Public AI Exposure Waives Privilege, Confidentiality, and Privacy, U.S. Judge Rules
Public AI Exposure Waives Privilege, Confidentiality, and Privacy, U.S. Judge Rules

Per a recent decision by a New York federal judge, when you submit information to a public AI platform like ChatGPT, Claude, or Gemini (i.e., the free versions), you’re disclosing that information to a “third party.” Treating AI platform submissions as third-party disclosures means that attorney-client privilege dies upon submission and that privacy and confidentiality obligations become material considerations to be accounted for.
For law firms and businesses, the issue isn’t whether GenAI is useful. It’s whether the organization can control where sensitive information goes, who can access it, and whether it can be compelled in discovery. Public tools typically don’t give you that control, so the default should be: no sensitive data in public LLMs.
In February 2026, U.S. District Judge Jed S. Rakoff confirmed the point in U.S. v. Heppner, No. 1:25-cr-00503 (S.D.N.Y., Feb. 18, 2026): sharing confidential information with a public GenAI tool—Claude, in that case—waives attorney-client privilege and work-product protection. The opinion matters less for its novelty than for how plainly it states what many policies already assume: disclosure to a public LLM is disclosure to a third party.

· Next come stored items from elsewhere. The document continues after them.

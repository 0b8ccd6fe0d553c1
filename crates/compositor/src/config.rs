//! Configuration for the composite engine.

use chrono::{DateTime, Duration, Utc};
use serde::{Deserialize, Serialize};

use crate::bucket::Boundary;
use crate::mask::{CloudSet, SCL_CLOUDY_OR_NODATA};
use videomap_common::parse_interval;

/// Configuration for turning a raster cube into frames.
///
/// Every tile of one run must share the same interval, origin and boundary
/// so that their frame sequences line up.
#[derive(Debug, Clone, PartialEq, Serialize, Deserialize)]
#[serde(default)]
pub struct CompositeConfig {
    /// Bucket width, e.g. `14D`.
    pub interval: String,

    /// Inclusive edge of each bucket.
    pub boundary: Boundary,

    /// First bucket edge; the first observation when unset.
    pub origin: Option<DateTime<Utc>>,

    /// Name of the scene classification band in the cube.
    pub classification_band: String,

    /// Classification codes treated as cloudy or missing.
    pub cloud_codes: Vec<u8>,

    /// Bands left out of the composite. The classification band is always
    /// left out.
    pub skip_bands: Vec<String>,
}

impl Default for CompositeConfig {
    fn default() -> Self {
        Self {
            interval: "14D".to_string(),
            boundary: Boundary::Right,
            origin: None,
            classification_band: "scl".to_string(),
            cloud_codes: SCL_CLOUDY_OR_NODATA.to_vec(),
            skip_bands: Vec::new(),
        }
    }
}

impl CompositeConfig {
    /// Load configuration from environment variables.
    pub fn from_env() -> Self {
        let mut config = Self::default();

        if let Ok(val) = std::env::var("COMPOSITE_INTERVAL") {
            config.interval = val;
        }

        if let Ok(val) = std::env::var("COMPOSITE_BOUNDARY") {
            if let Ok(boundary) = val.parse() {
                config.boundary = boundary;
            }
        }

        if let Ok(val) = std::env::var("COMPOSITE_CLASSIFICATION_BAND") {
            config.classification_band = val;
        }

        config
    }

    /// Validate the configuration.
    pub fn validate(&self) -> Result<(), String> {
        parse_interval(&self.interval).map_err(|e| e.to_string())?;

        if self.classification_band.trim().is_empty() {
            return Err("classification_band must not be empty".to_string());
        }

        Ok(())
    }

    /// Parsed bucket width.
    pub fn interval_duration(&self) -> crate::Result<Duration> {
        Ok(parse_interval(&self.interval)?)
    }

    pub fn cloud_set(&self) -> CloudSet {
        CloudSet::from_codes(&self.cloud_codes)
    }
}

#[cfg(test)]
mod tests {
    use super::*;

    #[test]
    fn test_default_config() {
        let config = CompositeConfig::default();
        assert_eq!(config.interval, "14D");
        assert_eq!(config.boundary, Boundary::Right);
        assert_eq!(config.classification_band, "scl");
        assert_eq!(config.cloud_codes, vec![0, 3, 8, 9, 10]);
        assert!(config.validate().is_ok());
        assert_eq!(config.interval_duration().unwrap(), Duration::days(14));
    }

    #[test]
    fn test_config_validation() {
        let mut config = CompositeConfig::default();
        config.interval = "fortnight".to_string();
        assert!(config.validate().is_err());

        config = CompositeConfig::default();
        config.classification_band = " ".to_string();
        assert!(config.validate().is_err());
    }

    #[test]
    fn test_partial_deserialize_uses_defaults() {
        let config: CompositeConfig =
            serde_json::from_str(r#"{"interval": "7D", "boundary": "left"}"#).unwrap();
        assert_eq!(config.interval, "7D");
        assert_eq!(config.boundary, Boundary::Left);
        assert_eq!(config.classification_band, "scl");
    }
}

Organizations are already reacting because the failure modes are common and costly. One well-known example: Samsung banned using public AI platforms after an engineer uploaded source code to the platform. Apple, Amazon, JPMorgan Chase, Verizon, Spotify, and most law firms have similar bans.
Yet despite policies, many corporate and law firm employees regularly use public AI platforms to do their jobs, including translating documents, summarizing correspondence, and drafting presentations. The interfaces feel private and protected. But the data path isn’t.
In this article, we explain why public AI platforms create privilege, confidentiality, and privacy problems at scale, and offer practical guidance for reducing the risk of waiver and disclosure.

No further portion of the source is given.